I'm not sure why, but when this cassette begins it feels as if we're opening up a door and going inside of a room where this music is happening.    We are first greeted by the sound of a xylophone and then also a sneeze.   The way this xylophone is being played though reminds me of The Flintstones, as Fred used to play the ribs of a large dinosaur.  (They also just put The Jetsons Meet The Flintstones on Tubi, so that might be affecting my mindset here)  

Acoustic percussion comes in with some waves behind it all.   Beeping now, as if a watch is trying to tell us something.   A loud banging now, like wood on wood.   There is an Eli Whitney Museum in Hamden, CT and they let kids (of all ages) make projects there which largely use wood and in some ways this reminds me of what it might sound like in there.  I'd love to volunteer there one summer just to get some field recordings. 

We're into quiet speaking now with what feels like a piano in the distance.   Sounds like babies now, first crying then laughing.   Water can be heard now running in the background and the sound breaks down and becomes rather minimal here.   A scrubbing now and I just feel like someone is washing their dishes.    Quietly, it just seems to fade as the first side reaches the end.  

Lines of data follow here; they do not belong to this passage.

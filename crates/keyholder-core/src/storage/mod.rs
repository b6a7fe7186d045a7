//! Storage abstraction for Keyholder.
//!
//! The storage layer is backend-agnostic: services depend on the
//! `KeyStore` and `UserStore` traits, and `SqliteStore` is the bundled
//! implementation.
//!
//! ## Security
//!
//! Stores only ever receive sealed blobs and password hashes. Sealing and
//! hashing happen in the layers above.

pub mod sqlite;
pub mod traits;
pub mod types;

pub use sqlite::SqliteStore;
pub use traits::{KeyStore, UserStore};
pub use types::{KeyChanges, KeyFilter, KeyRecord, KeySummary, NewKey, NewUser, User};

On the flip side we begin with that same sort of field recording sound where it feels like someone is in a room, a garage perhaps, and just moving around different items.   A little bit of beeping comes in.    Birds are chirping and in the distance words can be heard being spoken.   A specific set of beeping now, but mostly this is just air.  

A rustling now, it feels like we're opening up jars and putting their lids on the counter.   Pouring coffee now perhaps.   This just feels like a morning in the kitchen, but the windows would have to be open to hear the birds.   If I had my windows open, you'd hear a lot of people on their phones at the bank the way that they make cars talk.   A baby can be heard again.   It sounds now as if perhaps we are making food for the baby.

The sound of items shifting in a drawer now followed by someone speaking, with the baby still there making baby sounds.   The sound of pots and conversation continues.   As the baby gets quiet, this whole thing comes to an end and I feel like it truly was just a slice of life in a day as the artist.